Here are some random/unimportant things to clutter up this (devoid of direction) post:

~ I realized recently that I have 44 photo albums on Facebook and almost crapped myself. I mean, that's just not right or acceptable or non-egotistical in any way. Look at me in these 44 fucking albums everyone...aren't I cool?!

~ I have the itch to get another tattoo. I'm wondering if going from three to four crosses over into "trash" territory...probably...although, I suppose placement/size/design is largely the key to remedy that.

~ I've really been digging the Avett Brothers' new album "The Carpenter". I even ordered an Avett Brothers t-shirt off their website because I'm rad. I'm pretty sure no one around here has a flipping clue what it means and probably just assumes I'm really tight with my biological bros. That's good enough for me!

~ New episodes of pretty much all my favorite shows start this week. I'm kind of feeling like I need to be showered and get all my homework done in time so my parents will let me stay up late to watch them. Um, what?

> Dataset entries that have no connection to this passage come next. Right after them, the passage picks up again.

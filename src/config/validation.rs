//! Configuration validation for repodata-tools.

use super::types::{AppConfig, ExtractConfig, OutputConfig};
use crate::pipeline::OutputFormat;

// ============================================================================
// Configuration Error
// ============================================================================

/// Error type for configuration validation.
#[derive(Debug, Clone)]
pub struct ConfigError {
    /// The field that failed validation
    pub field: String,
    /// Description of the validation error
    pub message: String,
}

impl std::fmt::Display for ConfigError {
    fn fmt(&self, f: &mut std::fmt::Formatter<'_>) -> std::fmt::Result {
        write!(f, "{}: {}", self.field, self.message)
    }
}

impl std::error::Error for ConfigError {}

// ============================================================================
// Validation Trait
// ============================================================================

/// Trait for validatable configuration types.
pub trait Validatable {
    /// Validate the configuration, returning any errors found.
    fn validate(&self) -> Vec<ConfigError>;

    /// Check if the configuration is valid.
    fn is_valid(&self) -> bool {
        self.validate().is_empty()
    }
}

// ============================================================================
// Validation Implementations
// ============================================================================

impl Validatable for AppConfig {
    fn validate(&self) -> Vec<ConfigError> {
        let mut errors = Vec::new();
        errors.extend(self.extract.validate());
        errors.extend(self.output.validate());
        errors
    }
}

impl Validatable for ExtractConfig {
    fn validate(&self) -> Vec<ConfigError> {
        let mut errors = Vec::new();

        if self.changelog_limit < -1 {
            errors.push(ConfigError {
                field: "extract.changelog_limit".to_string(),
                message: format!(
                    "Changelog limit must be -1 (unlimited) or non-negative, got {}",
                    self.changelog_limit
                ),
            });
        }

        if self.interpreter_prefix.contains('(') {
            errors.push(ConfigError {
                field: "extract.interpreter_prefix".to_string(),
                message: format!(
                    "Interpreter prefix '{}' must not include a symbol version clause",
                    self.interpreter_prefix
                ),
            });
        }

        for (i, pattern) in self.primary_patterns.iter().enumerate() {
            if let Err(e) = regex::bytes::Regex::new(pattern) {
                errors.push(ConfigError {
                    field: format!("extract.primary_patterns[{i}]"),
                    message: format!("Invalid pattern '{pattern}': {e}"),
                });
            }
        }

        errors
    }
}

impl Validatable for OutputConfig {
    fn validate(&self) -> Vec<ConfigError> {
        let mut errors = Vec::new();

        if let Some(ref file_path) = self.file {
            if let Some(parent) = file_path.parent() {
                if !parent.as_os_str().is_empty() && !parent.exists() {
                    errors.push(ConfigError {
                        field: "output.file".to_string(),
                        message: format!(
                            "Parent directory does not exist: {}",
                            parent.display()
                        ),
                    });
                }
            }
        }

        if self.primary_only && self.format != OutputFormat::Filelists {
            errors.push(ConfigError {
                field: "output.primary_only".to_string(),
                message: format!(
                    "primary_only only applies to the filelists format, not {}",
                    self.format
                ),
            });
        }

        errors
    }
}

// ============================================================================
// Tests
// ============================================================================

#[cfg(test)]
mod tests {
    use super::*;
    use std::path::PathBuf;

    #[test]
    fn test_changelog_limit_validation() {
        for limit in [-1, 0, 10, 5000] {
            let config = ExtractConfig {
                changelog_limit: limit,
                ..ExtractConfig::default()
            };
            assert!(config.is_valid(), "limit {limit}");
        }

        let invalid = ExtractConfig {
            changelog_limit: -2,
            ..ExtractConfig::default()
        };
        let errors = invalid.validate();
        assert_eq!(errors.len(), 1);
        assert_eq!(errors[0].field, "extract.changelog_limit");
    }

    #[test]
    fn test_interpreter_prefix_validation() {
        let empty = ExtractConfig {
            interpreter_prefix: String::new(),
            ..ExtractConfig::default()
        };
        assert!(empty.is_valid());

        let clause = ExtractConfig {
            interpreter_prefix: "libc.so.6(GLIBC_2.3)".to_string(),
            ..ExtractConfig::default()
        };
        assert!(!clause.is_valid());
    }

    #[test]
    fn test_primary_pattern_validation() {
        let config = ExtractConfig {
            primary_patterns: vec!["^/opt/".to_string(), "[".to_string()],
            ..ExtractConfig::default()
        };
        let errors = config.validate();
        assert_eq!(errors.len(), 1);
        assert_eq!(errors[0].field, "extract.primary_patterns[1]");
    }

    #[test]
    fn test_output_config_validation() {
        let valid = OutputConfig {
            file: Some(PathBuf::from("filelists.xml")),
            format: OutputFormat::Filelists,
            primary_only: true,
        };
        assert!(valid.is_valid());

        let missing_parent = OutputConfig {
            file: Some(PathBuf::from("/nonexistent/dir/out.json")),
            ..OutputConfig::default()
        };
        assert!(!missing_parent.is_valid());

        let primary_json = OutputConfig {
            primary_only: true,
            ..OutputConfig::default()
        };
        assert!(!primary_json.is_valid());
    }

    #[test]
    fn test_config_error_display() {
        let error = ConfigError {
            field: "test_field".to_string(),
            message: "test error message".to_string(),
        };
        assert_eq!(error.to_string(), "test_field: test error message");
    }

    #[test]
    fn test_app_config_validation() {
        assert!(AppConfig::default().is_valid());

        let mut invalid = AppConfig::default();
        invalid.extract.changelog_limit = -5;
        invalid.output.primary_only = true;
        assert_eq!(invalid.validate().len(), 2);
    }
}
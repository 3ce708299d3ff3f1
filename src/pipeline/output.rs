//! Output formats and targets.

use crate::error::{RepodataError, Result};
use clap::ValueEnum;
use schemars::JsonSchema;
use serde::{Deserialize, Serialize};
use std::path::PathBuf;

/// Output format for extracted records
#[derive(Debug, Clone, Copy, Default, PartialEq, Eq, ValueEnum, Serialize, Deserialize, JsonSchema)]
#[serde(rename_all = "lowercase")]
pub enum OutputFormat {
    /// Record documents as a JSON array
    #[default]
    Json,
    /// Record documents as a YAML sequence
    Yaml,
    /// A `filelists` metadata document
    #[value(alias = "filelist")]
    Filelists,
}

impl std::fmt::Display for OutputFormat {
    fn fmt(&self, f: &mut std::fmt::Formatter<'_>) -> std::fmt::Result {
        match self {
            Self::Json => write!(f, "json"),
            Self::Yaml => write!(f, "yaml"),
            Self::Filelists => write!(f, "filelists"),
        }
    }
}

/// Target for output - either stdout or a file
#[derive(Debug, Clone, PartialEq, Eq)]
pub enum OutputTarget {
    /// Write to stdout
    Stdout,
    /// Write to a file
    File(PathBuf),
}

impl OutputTarget {
    /// Create output target from optional path
    #[must_use]
    pub fn from_option(path: Option<PathBuf>) -> Self {
        match path {
            Some(p) => Self::File(p),
            None => Self::Stdout,
        }
    }
}

/// Write output to the target (stdout or file)
pub fn write_output(content: &str, target: &OutputTarget) -> Result<()> {
    match target {
        OutputTarget::Stdout => {
            println!("{content}");
            Ok(())
        }
        OutputTarget::File(path) => {
            std::fs::write(path, content).map_err(|e| RepodataError::io(path, e))?;
            tracing::info!("Output written to {}", path.display());
            Ok(())
        }
    }
}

~ I finished reading that book that I ranted about in a previous post..."I hope they serve beer in hell". They might as well have just called it, "I hope I don't ever have to read a book so stupid ever again in my whole life because I'm pretty sure if I had to take the SATs again, my test scores would plummet just from reading this book alone". I heard that was an alternate title they didn't go with. Anyway, obviously I didn't have to read the whole book, but oh well, I did because I'm stubborn. I will not read the rest of his books. Stupid frat guys. I mean, if I were lying in a hospital bed with nothing better to do and someone wanted to read his other books aloud to me, I might listen, but I will certainly and by no means be making an effort to read such horrible filth on my own. I do have some standards.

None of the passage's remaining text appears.